What the exercise asks:
Copy each line of the data below with the word "Result".

The data:
=======

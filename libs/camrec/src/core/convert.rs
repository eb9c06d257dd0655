// Copyright (c) 2025 Jonathan Fontanez
// SPDX-License-Identifier: BUSL-1.1

//! Pixel conversion to BGR8.
//!
//! Every supported camera format is turned into a padded BGR8 buffer that
//! both the preview window and the MJPEG writer consume. Bayer data is
//! demosaiced with bilinear interpolation over the 3x3 neighbourhood.

use image::ImageFormat;

use crate::core::{ConvertedFrame, PixelFormat, RawFrame, RecorderError, Result};

/// Convert `raw` into a freshly allocated BGR8 frame.
pub fn convert_to_bgr8(raw: &RawFrame) -> Result<ConvertedFrame> {
    if raw.format == PixelFormat::Mjpeg {
        return decode_mjpeg(raw);
    }

    let expected = raw.expected_len().ok_or_else(|| {
        RecorderError::Conversion(format!("unsupported pixel format {}", raw.format))
    })?;
    let row_len = raw.width as usize * raw.format.bytes_per_pixel().unwrap_or(1);
    if raw.stride < row_len {
        return Err(RecorderError::Conversion(format!(
            "frame {} stride {} is shorter than a {} byte row",
            raw.frame_id, raw.stride, row_len
        )));
    }
    if raw.data.len() < expected {
        return Err(RecorderError::Conversion(format!(
            "frame {} holds {} bytes, {}x{} {} needs {}",
            raw.frame_id,
            raw.data.len(),
            raw.width,
            raw.height,
            raw.format,
            expected
        )));
    }

    let mut out = ConvertedFrame::blank(
        raw.frame_id,
        raw.width,
        raw.height,
        raw.x_padding,
        raw.y_padding,
    );
    out.timestamp_ns = raw.timestamp_ns;

    match raw.format {
        PixelFormat::Bgr8 => copy_rows(raw, &mut out, |px| [px[0], px[1], px[2]]),
        PixelFormat::Rgb8 => copy_rows(raw, &mut out, |px| [px[2], px[1], px[0]]),
        PixelFormat::Mono8 => copy_rows(raw, &mut out, |px| [px[0], px[0], px[0]]),
        PixelFormat::Yuyv422 => yuyv_to_bgr(raw, &mut out),
        format if format.is_bayer() => demosaic_bilinear(raw, &mut out),
        other => {
            return Err(RecorderError::Conversion(format!(
                "unsupported pixel format {}",
                other
            )));
        }
    }

    Ok(out)
}

fn copy_rows(raw: &RawFrame, out: &mut ConvertedFrame, map: impl Fn(&[u8]) -> [u8; 3]) {
    let bpp = raw.format.bytes_per_pixel().unwrap_or(1);
    for y in 0..raw.height {
        let src = &raw.data[y as usize * raw.stride..][..raw.width as usize * bpp];
        for (dst, px) in out.row_mut(y).chunks_exact_mut(3).zip(src.chunks_exact(bpp)) {
            dst.copy_from_slice(&map(px));
        }
    }
}

fn clamp_u8(v: i32) -> u8 {
    v.clamp(0, 255) as u8
}

/// BT.601 full-range YCbCr to BGR, fixed point (x1024).
fn ycbcr_to_bgr(y: u8, u: u8, v: u8) -> [u8; 3] {
    let y = y as i32;
    let u = u as i32 - 128;
    let v = v as i32 - 128;
    let r = y + ((1436 * v) >> 10);
    let g = y - ((352 * u + 731 * v) >> 10);
    let b = y + ((1815 * u) >> 10);
    [clamp_u8(b), clamp_u8(g), clamp_u8(r)]
}

fn yuyv_to_bgr(raw: &RawFrame, out: &mut ConvertedFrame) {
    for y in 0..raw.height {
        let row = &raw.data[y as usize * raw.stride..][..raw.stride];
        let dst = out.row_mut(y);
        for x in 0..raw.width as usize {
            let pair = (x / 2) * 4;
            let luma = row[x * 2];
            let (u, v) = if pair + 3 < row.len() {
                (row[pair + 1], row[pair + 3])
            } else {
                (128, 128)
            };
            dst[x * 3..x * 3 + 3].copy_from_slice(&ycbcr_to_bgr(luma, u, v));
        }
    }
}

#[derive(Debug, Clone, Copy, PartialEq, Eq)]
enum Channel {
    Red,
    Green,
    Blue,
}

impl Channel {
    /// Index in a BGR triple.
    fn bgr_index(self) -> usize {
        match self {
            Channel::Blue => 0,
            Channel::Green => 1,
            Channel::Red => 2,
        }
    }
}

/// Colour filter at `(x, y)` for the given mosaic.
fn cfa_channel(format: PixelFormat, x: u32, y: u32) -> Channel {
    let (even_row, odd_row) = match format {
        PixelFormat::BayerRg8 => ([Channel::Red, Channel::Green], [Channel::Green, Channel::Blue]),
        PixelFormat::BayerBg8 => ([Channel::Blue, Channel::Green], [Channel::Green, Channel::Red]),
        PixelFormat::BayerGr8 => ([Channel::Green, Channel::Red], [Channel::Blue, Channel::Green]),
        _ => ([Channel::Green, Channel::Blue], [Channel::Red, Channel::Green]),
    };
    let row = if y % 2 == 0 { even_row } else { odd_row };
    row[(x % 2) as usize]
}

fn demosaic_bilinear(raw: &RawFrame, out: &mut ConvertedFrame) {
    let (w, h) = (raw.width as i64, raw.height as i64);
    let sample = |x: i64, y: i64| raw.data[y as usize * raw.stride + x as usize] as u32;

    for y in 0..h {
        let dst = out.row_mut(y as u32);
        for x in 0..w {
            let own = cfa_channel(raw.format, x as u32, y as u32);
            let mut sums = [0u32; 3];
            let mut counts = [0u32; 3];

            for dy in -1..=1 {
                for dx in -1..=1 {
                    let (nx, ny) = (x + dx, y + dy);
                    if nx < 0 || ny < 0 || nx >= w || ny >= h {
                        continue;
                    }
                    let channel = cfa_channel(raw.format, nx as u32, ny as u32);
                    if channel == own && (dx, dy) != (0, 0) {
                        continue;
                    }
                    sums[channel.bgr_index()] += sample(nx, ny);
                    counts[channel.bgr_index()] += 1;
                }
            }

            let px = &mut dst[x as usize * 3..x as usize * 3 + 3];
            for c in 0..3 {
                px[c] = if c == own.bgr_index() {
                    sample(x, y) as u8
                } else if counts[c] > 0 {
                    ((sums[c] + counts[c] / 2) / counts[c]) as u8
                } else {
                    0
                };
            }
        }
    }
}

fn decode_mjpeg(raw: &RawFrame) -> Result<ConvertedFrame> {
    let decoded = image::load_from_memory_with_format(&raw.data, ImageFormat::Jpeg)
        .map_err(|e| {
            RecorderError::Conversion(format!("frame {}: JPEG decode failed: {}", raw.frame_id, e))
        })?
        .to_rgb8();

    let (width, height) = decoded.dimensions();
    let mut out = ConvertedFrame::blank(raw.frame_id, width, height, 0, 0);
    out.timestamp_ns = raw.timestamp_ns;
    for (dst, rgb) in out.data.chunks_exact_mut(3).zip(decoded.as_raw().chunks_exact(3)) {
        dst.copy_from_slice(&[rgb[2], rgb[1], rgb[0]]);
    }
    Ok(out)
}

#[cfg(test)]
mod tests {
    use super::*;

    #[test]
    fn test_mono_with_padding() {
        // 2x2 image, one padding column, one padding row.
        let data = vec![10, 20, 0, 30, 40, 0, 0, 0, 0];
        let raw = RawFrame::packed(7, PixelFormat::Mono8, 2, 2, data).with_padding(1, 1);

        let out = convert_to_bgr8(&raw).unwrap();
        assert_eq!(out.frame_id, 7);
        assert_eq!(out.stride, 9);
        assert_eq!(out.padded_height(), 3);
        assert_eq!(out.pixel(0, 0), [10, 10, 10]);
        assert_eq!(out.pixel(1, 1), [40, 40, 40]);
    }

    #[test]
    fn test_rgb_is_swapped() {
        let raw = RawFrame::packed(0, PixelFormat::Rgb8, 1, 1, vec![255, 128, 0]);
        let out = convert_to_bgr8(&raw).unwrap();
        assert_eq!(out.pixel(0, 0), [0, 128, 255]);
    }

    #[test]
    fn test_yuyv_grey_stays_grey() {
        let raw = RawFrame::packed(0, PixelFormat::Yuyv422, 2, 1, vec![100, 128, 200, 128]);
        let out = convert_to_bgr8(&raw).unwrap();
        assert_eq!(out.pixel(0, 0), [100, 100, 100]);
        assert_eq!(out.pixel(1, 0), [200, 200, 200]);
    }

    #[test]
    fn test_bayer_uniform_red_field() {
        // RGGB mosaic where only the red sites are lit.
        let (w, h) = (4u32, 4u32);
        let mut data = vec![0u8; (w * h) as usize];
        for y in (0..h).step_by(2) {
            for x in (0..w).step_by(2) {
                data[(y * w + x) as usize] = 200;
            }
        }
        let raw = RawFrame::packed(0, PixelFormat::BayerRg8, w, h, data);
        let out = convert_to_bgr8(&raw).unwrap();

        for y in 0..h {
            for x in 0..w {
                let [b, g, r] = out.pixel(x, y);
                assert_eq!((b, g), (0, 0), "pixel ({}, {})", x, y);
                assert_eq!(r, 200, "pixel ({}, {})", x, y);
            }
        }
    }

    #[test]
    fn test_bayer_patterns_place_channels() {
        assert_eq!(cfa_channel(PixelFormat::BayerRg8, 0, 0), Channel::Red);
        assert_eq!(cfa_channel(PixelFormat::BayerBg8, 0, 0), Channel::Blue);
        assert_eq!(cfa_channel(PixelFormat::BayerGr8, 1, 0), Channel::Red);
        assert_eq!(cfa_channel(PixelFormat::BayerGb8, 0, 1), Channel::Red);
        assert_eq!(cfa_channel(PixelFormat::BayerGb8, 1, 1), Channel::Green);
    }

    #[test]
    fn test_short_buffer_is_rejected() {
        let raw = RawFrame::packed(3, PixelFormat::Bgr8, 4, 4, vec![0; 10]);
        assert!(matches!(
            convert_to_bgr8(&raw),
            Err(RecorderError::Conversion(_))
        ));
    }

    #[test]
    fn test_stride_shorter_than_row_is_rejected() {
        for format in [PixelFormat::Mono8, PixelFormat::Yuyv422, PixelFormat::BayerRg8] {
            let mut raw = RawFrame::packed(5, format, 4, 2, vec![0; 4]);
            raw.stride = 2;
            assert!(
                matches!(convert_to_bgr8(&raw), Err(RecorderError::Conversion(_))),
                "{}",
                format
            );
        }
    }

    #[test]
    fn test_unknown_format_is_rejected() {
        let raw = RawFrame::packed(3, PixelFormat::Unknown, 4, 4, vec![0; 64]);
        assert!(convert_to_bgr8(&raw).is_err());
    }

    #[test]
    fn test_mjpeg_decodes() {
        use image::codecs::jpeg::JpegEncoder;
        use image::ExtendedColorType;

        let mut jpeg = Vec::new();
        JpegEncoder::new_with_quality(&mut jpeg, 95)
            .encode(&[128u8; 8 * 8 * 3], 8, 8, ExtendedColorType::Rgb8)
            .unwrap();

        let raw = RawFrame::packed(9, PixelFormat::Mjpeg, 8, 8, jpeg);
        let out = convert_to_bgr8(&raw).unwrap();
        assert_eq!((out.width, out.height), (8, 8));
        let [b, g, r] = out.pixel(4, 4);
        for c in [b, g, r] {
            assert!((c as i32 - 128).abs() <= 3, "channel {}", c);
        }
    }
}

=======

Answer section:
use crate::core::{ConvertedFrame, PixelFormat, RawFrame, RecorderError, Result};
pub fn convert_to_bgr8(raw: &RawFrame) -> Result<ConvertedFrame> {
fn decode_mjpeg(raw: &RawFrame) -> Result<ConvertedFrame> {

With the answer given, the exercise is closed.